Are these untrue animal myths really true? That's up to you to decide but have fun taking a peek at these untrue myths about animals and their explanations.
Wedding Rice Kills Birds
The myth: When birds eat wedding rice, their bellies explode.
The truth: Who knows where this misconception came from, but it's definitely not true. Wedding rice typically is dehydrated rice, different from wild grains. Despite being a tradition that spans back to ancient Egypt, modern-day wedding planners have opted to use bubbles instead of rice for fear it's killing the poor little church birdies when it expands in their stomachs. But the truth is the rice doesn't expand enough to hurt the birds even a little bit. A research done at the University of Kentucky in 2002 showed regular bird seed expands in a stomach more than the rice does. So, really, wedding rice doesn't even constitute as a full meal for church birds.
Bats Are Blind
The myth: Bats are completely blind.
The truth: All bats can see to some extent - that's why they have eyes. No, but really. Bats can actually see really well, because they use both their eyesight and their "sonar" sight. Most bats employ echolocation (which is like a kind of sonar) allowing them to "see" in greater detail than any human ever could. How else do you think these little guys can locate the tiniest flying gnat in near-darkness?
Baby Birds Will Be Rejected By Their Mothers If Handled By People
The myth: Baby birds will be rejected by their moms if they come into contact with humans.
The truth: While it's probably for the best is commonly believed, this fact simply isn't true. This myth is rooted in the misconception that mother birds won't recognize the scene of their babies if they're picked up by humans, but in reality birds have a very bad sense of smell and don't notice the difference. Baby birds are often found alone because they're learning to fly. This myth is probably a result of well-meaning adults who didn't want children picking up baby birds and potentially injuring them. So, seriously, leave it be.

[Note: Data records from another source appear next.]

//! Qdrant Vector Store
//!
//! [`VectorStore`] over the Qdrant REST API. Collections are created on the
//! first upsert with cosine distance, sized from the first vector written.

use crate::config::Settings;
use crate::error::{InsightError, Result};
use crate::semantic::document::SemanticDocument;
use crate::semantic::vector_store::{InMemoryVectorStore, ScoredDocument, VectorRecord, VectorStore};
use async_trait::async_trait;
use reqwest::{RequestBuilder, StatusCode};
use serde::Deserialize;
use sha2::{Digest, Sha256};
use std::sync::Arc;
use std::time::Duration;
use tracing::{debug, info};
use uuid::Uuid;

pub struct QdrantVectorStore {
    client: reqwest::Client,
    base_url: String,
    api_key: Option<String>,
}

#[derive(Debug, Deserialize)]
struct SearchResponse {
    #[serde(default)]
    result: Vec<SearchHit>,
}

#[derive(Debug, Deserialize)]
struct SearchHit {
    score: f32,
    payload: Option<SemanticDocument>,
}

impl QdrantVectorStore {
    pub fn new(base_url: String, api_key: Option<String>) -> Self {
        let client = reqwest::Client::builder()
            .timeout(Duration::from_secs(30))
            .build()
            .unwrap_or_else(|_| reqwest::Client::new());
        Self {
            client,
            base_url: base_url.trim_end_matches('/').to_string(),
            api_key,
        }
    }

    fn collection_url(&self, collection: &str) -> String {
        format!("{}/collections/{}", self.base_url, collection)
    }

    fn authorized(&self, request: RequestBuilder) -> RequestBuilder {
        match &self.api_key {
            Some(key) => request.header("api-key", key),
            None => request,
        }
    }

    async fn collection_exists(&self, collection: &str) -> Result<bool> {
        let response = self
            .authorized(self.client.get(self.collection_url(collection)))
            .send()
            .await
            .map_err(|e| InsightError::VectorStore(format!("Qdrant request failed: {}", e)))?;

        match response.status() {
            StatusCode::NOT_FOUND => Ok(false),
            status if status.is_success() => Ok(true),
            status => {
                let error_text = response.text().await.unwrap_or_else(|_| "Unknown error".to_string());
                Err(InsightError::VectorStore(format!(
                    "Qdrant collection lookup failed ({}): {}",
                    status, error_text
                )))
            }
        }
    }

    async fn create_collection(&self, collection: &str, size: usize) -> Result<()> {
        let body = serde_json::json!({
            "vectors": { "size": size, "distance": "Cosine" },
        });
        let response = self
            .authorized(self.client.put(self.collection_url(collection)))
            .json(&body)
            .send()
            .await
            .map_err(|e| InsightError::VectorStore(format!("Qdrant request failed: {}", e)))?;
        ensure_success(response, "create collection").await?;
        info!(collection, size, "created qdrant collection");
        Ok(())
    }
}

#[async_trait]
impl VectorStore for QdrantVectorStore {
    async fn upsert(&self, collection: &str, records: Vec<VectorRecord>) -> Result<()> {
        let Some(first) = records.first() else {
            return Ok(());
        };
        if !self.collection_exists(collection).await? {
            self.create_collection(collection, first.vector.len()).await?;
        }

        let points: Vec<serde_json::Value> = records.iter().map(point_body).collect::<Result<_>>()?;
        let count = points.len();
        let response = self
            .authorized(
                self.client
                    .put(format!("{}/points?wait=true", self.collection_url(collection))),
            )
            .json(&serde_json::json!({ "points": points }))
            .send()
            .await
            .map_err(|e| InsightError::VectorStore(format!("Qdrant request failed: {}", e)))?;
        ensure_success(response, "upsert points").await?;

        debug!(collection, count, "upserted qdrant points");
        Ok(())
    }

    async fn query(&self, collection: &str, vector: &[f32], top_k: usize) -> Result<Vec<ScoredDocument>> {
        if !self.collection_exists(collection).await? {
            return Ok(Vec::new());
        }

        let body = serde_json::json!({
            "vector": vector,
            "limit": top_k,
            "with_payload": true,
        });
        let response = self
            .authorized(
                self.client
                    .post(format!("{}/points/search", self.collection_url(collection))),
            )
            .json(&body)
            .send()
            .await
            .map_err(|e| InsightError::VectorStore(format!("Qdrant request failed: {}", e)))?;
        let response = ensure_success(response, "search points").await?;

        let parsed: SearchResponse = response
            .json()
            .await
            .map_err(|e| InsightError::VectorStore(format!("Failed to parse Qdrant search response: {}", e)))?;
        Ok(scored_documents(parsed))
    }
}

async fn ensure_success(response: reqwest::Response, action: &str) -> Result<reqwest::Response> {
    let status = response.status();
    if status.is_success() {
        return Ok(response);
    }
    let error_text = response.text().await.unwrap_or_else(|_| "Unknown error".to_string());
    Err(InsightError::VectorStore(format!(
        "Qdrant {} failed ({}): {}",
        action, status, error_text
    )))
}

/// Qdrant accepts only integer or UUID point ids; document ids map to a stable UUID.
pub fn point_id(record_id: &str) -> Uuid {
    let digest = Sha256::digest(record_id.as_bytes());
    let mut bytes = [0u8; 16];
    bytes.copy_from_slice(&digest[..16]);
    Uuid::from_bytes(bytes)
}

fn point_body(record: &VectorRecord) -> Result<serde_json::Value> {
    Ok(serde_json::json!({
        "id": point_id(&record.id).to_string(),
        "vector": record.vector,
        "payload": serde_json::to_value(&record.document)?,
    }))
}

/// Hits without a readable payload are dropped; Qdrant already ranks best first.
fn scored_documents(response: SearchResponse) -> Vec<ScoredDocument> {
    response
        .result
        .into_iter()
        .filter_map(|hit| {
            hit.payload.map(|document| ScoredDocument {
                document,
                score: hit.score,
            })
        })
        .collect()
}

pub fn vector_store_from_settings(settings: &Settings) -> Arc<dyn VectorStore> {
    match (&settings.qdrant_url, settings.qdrant_configured()) {
        (Some(url), true) => Arc::new(QdrantVectorStore::new(url.clone(), settings.qdrant_api_key.clone())),
        _ => Arc::new(InMemoryVectorStore::new()),
    }
}

#[cfg(test)]
mod tests {
    use super::*;
    use crate::semantic::document::DocumentKind;

    fn record(id: &str) -> VectorRecord {
        VectorRecord {
            id: id.to_string(),
            vector: vec![0.5, -0.5],
            document: SemanticDocument {
                id: id.to_string(),
                kind: DocumentKind::Column,
                database_name: "analytics".to_string(),
                table_name: "orders".to_string(),
                column_name: Some("revenue".to_string()),
                semantic_type: None,
                metric_name: None,
                allowed_roles: vec!["finance".to_string()],
                text: "Column analytics.orders.revenue".to_string(),
            },
        }
    }

    #[test]
    fn test_point_id_is_stable_uuid() {
        let a = point_id("ds:col:analytics.orders.revenue");
        assert_eq!(a, point_id("ds:col:analytics.orders.revenue"));
        assert_ne!(a, point_id("ds:col:analytics.orders.region"));
        assert!(Uuid::parse_str(&a.to_string()).is_ok());
    }

    #[test]
    fn test_point_body_carries_document_as_payload() {
        let body = point_body(&record("ds:col:analytics.orders.revenue")).unwrap();
        assert_eq!(body["id"], point_id("ds:col:analytics.orders.revenue").to_string());
        assert_eq!(body["payload"]["id"], "ds:col:analytics.orders.revenue");
        assert_eq!(body["payload"]["allowed_roles"][0], "finance");
        assert_eq!(body["vector"].as_array().map(|v| v.len()), Some(2));
    }

    #[test]
    fn test_search_response_maps_payloads() {
        let payload = serde_json::to_value(record("a").document).unwrap();
        let raw = serde_json::json!({
            "result": [
                { "id": "x", "score": 0.9, "payload": payload },
                { "id": "y", "score": 0.5 },
            ],
            "status": "ok",
        });
        let parsed: SearchResponse = serde_json::from_value(raw).unwrap();
        let docs = scored_documents(parsed);
        assert_eq!(docs.len(), 1);
        assert_eq!(docs[0].document.id, "a");
        assert!((docs[0].score - 0.9).abs() < 1e-6);
    }

    #[tokio::test]
    async fn test_unreachable_server_is_vector_store_error() {
        let store = QdrantVectorStore::new("http://127.0.0.1:9/".to_string(), None);
        assert!(store.upsert("c1", Vec::new()).await.is_ok());
        let err = store.query("c1", &[1.0, 0.0], 3).await.unwrap_err();
        assert!(matches!(err, InsightError::VectorStore(_)));
    }
}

Pit Bulls Are A Dangerous And Harmful Dog Breed
The myth: Pit bulls are vicious killer dogs.
The truth: Any dog is capable of attacking a human, and while the pit bull is no exception, the breed itself isn't more violent because of its DNA. It's kind of easy to pick on this dog because it is commonly bred to fight, but many breeds of dog were trained to kill things and they don't get banned from parks or buildings simply because of their breed. German shepherds, rottweilers, dobermans, and chows are all bred from a line of "aggressors." Pit bulls are only aggressive when they've been trained to be that way.
Toads Give You Warts
The myth: Toads give you warts.
The truth: This myth probably came into existence when mothers wanted a way to have their children stop picking up animals outside for fear they had diseases and were dirty. The lumpy toad - or any toad for that matter - don't give you warts. These lumps help toads live in dry climates, unlike most frogs, which require moisture. This trait also helps toads blend into their environment with textures made possible by the wart like protrusions. It's possible people assumed because the toads have wart-like bumps on them, they can transfer them to humans. But they can't.
Daddy Longlegs Are The Most Poisonous Spiders
The myth: Daddy longlegs are poisonous.
The truth: There is probably a lot you don't know about this spider. For one thing, the spider you think is a daddy longlegs might actually be something else. There is a daddy longlegs spider, but in England the creature with this name isn't a spider at all. The long-legged cellar spider is an example of a daddy longlegs and it is probably what is referred to in this myth.
The thing is, there is no record of a pholcid spider ever biting a human and causing any kind of reaction at all. If they were really poisonous, the only way we would know is if we had milked them and injected the venom into humans. And this has not been done. And there are no toxicology studies of any kind showing the effects of pholocid venom on any mammal. So, no scientific basis.
Ostriches Bury Their Heads in Sand
The myth: Ostriches bury their head in the sand.
The truth: This myth probably came from the fact that ostriches, like many other kinds of birds, eat pebbles and sand to help them digest their food. They also turn their eggs with their beaks, another thing that makes them put their heads near the ground. If an ostrich put its head in the sand like we once believed, it would probably suffocate and die.
Lemmings Commit Mass Suicide When Migrating
The myth: Lemmings are suicidal.
The truth: During the filming of a 1958 Disney "documentary" White Wilderness (which won an Academy Award for Documentary Feature), filmmakers staged footage of lemmings jumping to their death after faking scenes of mass migration. A Canadian documentary called Cruel Camera that came out years later found the lemmings used for White Wilderness were flown from Hudson Bay to Calgary, Alberta, Canada, where they did not jump off the cliff, but in fact were launched off the cliff using a turntable.
Lemmings do no such thing. They do not hurl themselves off cliffs. They do migrate, and sometimes during these migrations they will fall into rivers or off cliffs accidentally like many other migratory species.